Y el resultado del experimento me llevaría a mi siguiente reflexión. Leí hace pocos días que “no somos lo que comemos, sino lo que nos devora”. Lo que devora al ser humano tal vez sea lo que le mueva. Pensémoslo: el miedo o el sufrimiento son sensaciones primales que activan mecanismos de defensa más antiguos que un bosque. Lo más natural es que una persona escape de lo que teme o le hace sufrir. Buscamos tener las necesidades básicas cubiertas y el miedo y el sufrimiento actúan como incentivos: necesito A para vivir a gusto, me da miedo morir/sufrir (B), ergo debo conseguir A y huir de B, y asimismo la ausencia de B constituye una parte de la consecución de A. Ensamblando todos los A y B que pueden existir en la compleja existencia del hombre moderno, aparece la somatización del miedo y del sufrimiento - que aquí son además al mismo tiempo una causa y un efecto - : el verbo devorar.

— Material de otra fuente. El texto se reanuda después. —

//! Attempt lifecycle: eligibility checks, the one-active-attempt
//! guarantee, time-limit enforcement and finalization.

use serde::Serialize;
use time::PrimitiveDateTime;
use uuid::Uuid;

use crate::core::state::AppState;
use crate::core::time::primitive_now_utc;
use crate::db::models::{Question, Quiz, Submission, User};
use crate::db::types::{QuestionKind, QuizStatus, SubmissionStatus};
use crate::repositories;
use crate::services::errors::EngineError;
use crate::services::scoring::{self, SubmittedAnswer};
use crate::services::stats;

/// Question view handed to a student at attempt start. Option correctness
/// flags and expected answers are stripped.
#[derive(Debug, Clone, Serialize)]
pub(crate) struct SanitizedQuestion {
    pub(crate) id: String,
    pub(crate) kind: QuestionKind,
    pub(crate) prompt: String,
    pub(crate) options: Vec<String>,
    pub(crate) points: f64,
    pub(crate) order_index: i32,
}

pub(crate) struct AttemptStart {
    pub(crate) submission: Submission,
    pub(crate) quiz: Quiz,
    pub(crate) questions: Vec<SanitizedQuestion>,
}

pub(crate) fn sanitize_question(question: &Question) -> SanitizedQuestion {
    SanitizedQuestion {
        id: question.id.clone(),
        kind: question.kind,
        prompt: question.prompt.clone(),
        options: question.options.0.iter().map(|option| option.text.clone()).collect(),
        points: question.points,
        order_index: question.order_index,
    }
}

/// Published and inside the schedule window.
pub(crate) fn ensure_quiz_open(quiz: &Quiz, now: PrimitiveDateTime) -> Result<(), EngineError> {
    if quiz.status != QuizStatus::Published {
        return Err(EngineError::policy("quiz is not published"));
    }
    if quiz.opens_at.is_some_and(|opens| now < opens) {
        return Err(EngineError::policy("quiz has not opened yet"));
    }
    if quiz.closes_at.is_some_and(|closes| now > closes) {
        return Err(EngineError::policy("quiz has closed"));
    }
    Ok(())
}

/// Time-limit check against elapsed wall time. `grace_seconds` extends the
/// limit to absorb client submit latency.
pub(crate) fn check_time_limit(
    elapsed_seconds: i64,
    limit_seconds: Option<i64>,
    grace_seconds: i64,
) -> Result<(), EngineError> {
    if let Some(limit) = limit_seconds {
        if elapsed_seconds > limit + grace_seconds {
            return Err(EngineError::TimeExceeded {
                elapsed_seconds,
                limit_seconds: limit,
            });
        }
    }
    Ok(())
}

pub(crate) async fn start_attempt(
    state: &AppState,
    quiz_id: &str,
    student: &User,
) -> Result<AttemptStart, EngineError> {
    let now = primitive_now_utc();

    let quiz = repositories::quizzes::find_by_id(state.db(), quiz_id)
        .await?
        .ok_or(EngineError::NotFound("quiz"))?;
    ensure_quiz_open(&quiz, now)?;

    if !quiz.is_public
        && !repositories::quizzes::is_student_assigned(state.db(), quiz_id, &student.id).await?
    {
        return Err(EngineError::Authorization("quiz is not assigned to this student"));
    }

    let mut tx = state.db().begin().await?;

    // The advisory lock orders concurrent starts from the same student; the
    // partial unique index backstops anything the lock does not cover.
    repositories::submissions::acquire_attempt_lock(&mut *tx, quiz_id, &student.id).await?;

    if let Some(existing) =
        repositories::submissions::find_in_progress(&mut *tx, quiz_id, &student.id).await?
    {
        return Err(EngineError::Conflict { existing_submission_id: existing.id });
    }

    if !quiz.allow_retake
        && repositories::submissions::has_finalized(&mut *tx, quiz_id, &student.id).await?
    {
        return Err(EngineError::policy("retakes are not allowed for this quiz"));
    }

    let submission_id = Uuid::new_v4().to_string();
    let time_limit_seconds = quiz.time_limit_minutes.map(|minutes| i64::from(minutes) * 60);

    let created = repositories::submissions::create(
        &mut *tx,
        repositories::submissions::CreateSubmission {
            id: &submission_id,
            quiz_id,
            student_id: &student.id,
            started_at: now,
            time_limit_seconds,
            created_at: now,
            updated_at: now,
        },
    )
    .await?;

    if !created {
        let existing =
            repositories::submissions::find_in_progress(&mut *tx, quiz_id, &student.id).await?;
        return Err(EngineError::Conflict {
            existing_submission_id: existing.map(|s| s.id).unwrap_or_default(),
        });
    }

    tx.commit().await?;

    let submission = repositories::submissions::find_by_id(state.db(), &submission_id)
        .await?
        .ok_or(EngineError::NotFound("submission"))?;
    let questions = repositories::questions::list_by_quiz(state.db(), quiz_id).await?;

    tracing::info!(quiz_id, student_id = %student.id, submission_id, "attempt started");
    metrics::counter!("attempts_started_total").increment(1);

    Ok(AttemptStart {
        submission,
        quiz,
        questions: questions.iter().map(sanitize_question).collect(),
    })
}

pub(crate) async fn submit_attempt(
    state: &AppState,
    submission_id: &str,
    student: &User,
    answers: &[SubmittedAnswer],
) -> Result<Submission, EngineError> {
    let now = primitive_now_utc();

    let submission = repositories::submissions::find_by_id(state.db(), submission_id)
        .await?
        .ok_or(EngineError::NotFound("submission"))?;

    if submission.student_id != student.id {
        return Err(EngineError::Authorization("submission belongs to another student"));
    }
    if submission.status != SubmissionStatus::InProgress {
        return Err(EngineError::policy("attempt is not in progress"));
    }

    let elapsed_seconds = (now - submission.started_at).whole_seconds();
    check_time_limit(
        elapsed_seconds,
        submission.time_limit_seconds,
        state.settings().quiz().submit_grace_seconds,
    )?;

    let quiz = repositories::quizzes::find_by_id(state.db(), &submission.quiz_id)
        .await?
        .ok_or(EngineError::NotFound("quiz"))?;
    let questions = repositories::questions::list_by_quiz(state.db(), &submission.quiz_id).await?;

    let policy = state.settings().quiz().unmatched_answer_policy;
    let graded = scoring::grade_answers(&questions, answers, policy)?;
    let score = scoring::compute_score(&graded, &questions);

    let (status, evaluated_at, auto_graded) = if quiz.auto_grade {
        (SubmissionStatus::Evaluated, Some(now), true)
    } else {
        (SubmissionStatus::Submitted, None, false)
    };

    let mut tx = state.db().begin().await?;

    let updated = repositories::submissions::finalize(
        &mut *tx,
        submission_id,
        repositories::submissions::FinalizeAttempt {
            status,
            answers: scoring::answers_to_json(&graded),
            score_total: score.total,
            score_percentage: score.percentage,
            grade: score.grade.as_str(),
            ended_at: now,
            total_time_seconds: elapsed_seconds,
            auto_graded,
            evaluated_at,
            now,
        },
    )
    .await?;

    if updated == 0 {
        return Err(EngineError::policy("attempt is not in progress"));
    }

    stats::record_quiz_attempt(&mut tx, &submission.quiz_id, score.percentage, now).await?;
    stats::record_user_attempt(&mut tx, &student.id, score.percentage, now).await?;

    tx.commit().await?;

    tracing::info!(
        submission_id,
        quiz_id = %submission.quiz_id,
        student_id = %student.id,
        percentage = score.percentage,
        grade = score.grade.as_str(),
        auto_graded,
        "attempt submitted"
    );
    metrics::counter!("attempts_submitted_total").increment(1);
    metrics::histogram!("attempt_score_percentage").record(score.percentage);

    repositories::submissions::find_by_id(state.db(), submission_id)
        .await?
        .ok_or(EngineError::NotFound("submission"))
}

#[cfg(test)]
mod tests {
    use sqlx::types::Json;
    use time::{Date, Month, Time};

    use super::*;
    use crate::db::models::QuestionOption;

    fn at(hour: u8, minute: u8) -> PrimitiveDateTime {
        let date = Date::from_calendar_date(2025, Month::March, 10).unwrap();
        PrimitiveDateTime::new(date, Time::from_hms(hour, minute, 0).unwrap())
    }

    fn quiz(status: QuizStatus) -> Quiz {
        Quiz {
            id: "quiz-1".to_string(),
            title: "Biology".to_string(),
            description: None,
            creator_id: "teacher-1".to_string(),
            status,
            is_public: true,
            time_limit_minutes: Some(30),
            allow_retake: false,
            auto_grade: true,
            passing_score: 60.0,
            opens_at: Some(at(9, 0)),
            closes_at: Some(at(17, 0)),
            stats_attempts: 0,
            stats_average_score: 0.0,
            created_at: at(8, 0),
            updated_at: at(8, 0),
            published_at: Some(at(8, 30)),
        }
    }

    #[test]
    fn open_quiz_inside_window_is_available() {
        assert!(ensure_quiz_open(&quiz(QuizStatus::Published), at(12, 0)).is_ok());
    }

    #[test]
    fn draft_quiz_is_not_available() {
        let result = ensure_quiz_open(&quiz(QuizStatus::Draft), at(12, 0));
        assert!(matches!(result, Err(EngineError::Policy(_))));
    }

    #[test]
    fn quiz_outside_window_is_not_available() {
        let published = quiz(QuizStatus::Published);
        assert!(matches!(ensure_quiz_open(&published, at(8, 0)), Err(EngineError::Policy(_))));
        assert!(matches!(ensure_quiz_open(&published, at(18, 0)), Err(EngineError::Policy(_))));
    }

    #[test]
    fn quiz_without_window_is_always_open_when_published() {
        let mut published = quiz(QuizStatus::Published);
        published.opens_at = None;
        published.closes_at = None;
        assert!(ensure_quiz_open(&published, at(3, 0)).is_ok());
    }

    #[test]
    fn within_time_limit_passes() {
        assert!(check_time_limit(1799, Some(1800), 0).is_ok());
        assert!(check_time_limit(1800, Some(1800), 0).is_ok());
    }

    #[test]
    fn over_time_limit_fails_with_elapsed_and_limit() {
        let result = check_time_limit(1801, Some(1800), 0);
        match result {
            Err(EngineError::TimeExceeded { elapsed_seconds, limit_seconds }) => {
                assert_eq!(elapsed_seconds, 1801);
                assert_eq!(limit_seconds, 1800);
            }
            other => panic!("expected TimeExceeded, got {other:?}"),
        }
    }

    #[test]
    fn grace_period_extends_the_limit() {
        assert!(check_time_limit(1805, Some(1800), 10).is_ok());
        assert!(check_time_limit(1811, Some(1800), 10).is_err());
    }

    #[test]
    fn no_limit_means_no_deadline() {
        assert!(check_time_limit(i64::MAX, None, 0).is_ok());
    }

    #[test]
    fn sanitized_question_strips_correctness() {
        let question = Question {
            id: "q1".to_string(),
            quiz_id: "quiz-1".to_string(),
            kind: QuestionKind::MultipleChoice,
            prompt: "Pick one".to_string(),
            options: Json(vec![
                QuestionOption { text: "Right".to_string(), is_correct: true },
                QuestionOption { text: "Wrong".to_string(), is_correct: false },
            ]),
            correct_answer: Some("Right".to_string()),
            points: 1.0,
            order_index: 0,
        };

        let sanitized = sanitize_question(&question);
        assert_eq!(sanitized.options, vec!["Right".to_string(), "Wrong".to_string()]);

        let json = serde_json::to_value(&sanitized).unwrap();
        assert!(json.get("correct_answer").is_none());
        assert!(json["options"].as_array().unwrap().iter().all(|o| o.is_string()));
    }
}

Lo que nos devora. Sufro por tal persona, sufro por la marcha de mis amigos de la ciudad, sufro por el paso del tiempo, sufro porque mi hijo crece muy deprisa o envejezco demasiado rápido, porque mi abuelo se murió, porque me echaron de aquel trabajo, porque perdí muchas oportunidades en mi vida, porque he notado un bulto en una mama pero me aterra ir al ginecólogo, porque ayer me dolió una muela y no tengo dinero para pagar un empaste, porque estoy solo, vaya usted a saber. Me devora. Y para evitarlo, intento evadirme bombardeándome contenido. Intento protegerme barajando en la cama todas las situaciones posibles en vez de dormir. Intento escapar a través del humor, a través de la rabia, de las sustancias. Lo que me mueve, lo que ocupa mi tiempo, es lo que me devora. Lo que me hace escapar y no querer ciertas cosas o buscar con verdadera ansiedad otras es lo que puede conmigo. Y por otro lado lo que me hace querer salir de mi zona de confort es intentar ganarle la partida a aquello que me está derrotando. Por eso se escribe, se pinta, se fotografía, se viaja, se bebe, se folla, se insulta, se llora, se ama o se ríe. Porque estamos en pelea constante con nosotros mismos y aquello que nos carcome, que tal vez sea el mundo. Puede que por eso no queramos mirar realmente a los demás. Igual por eso mismo nos anestesiamos.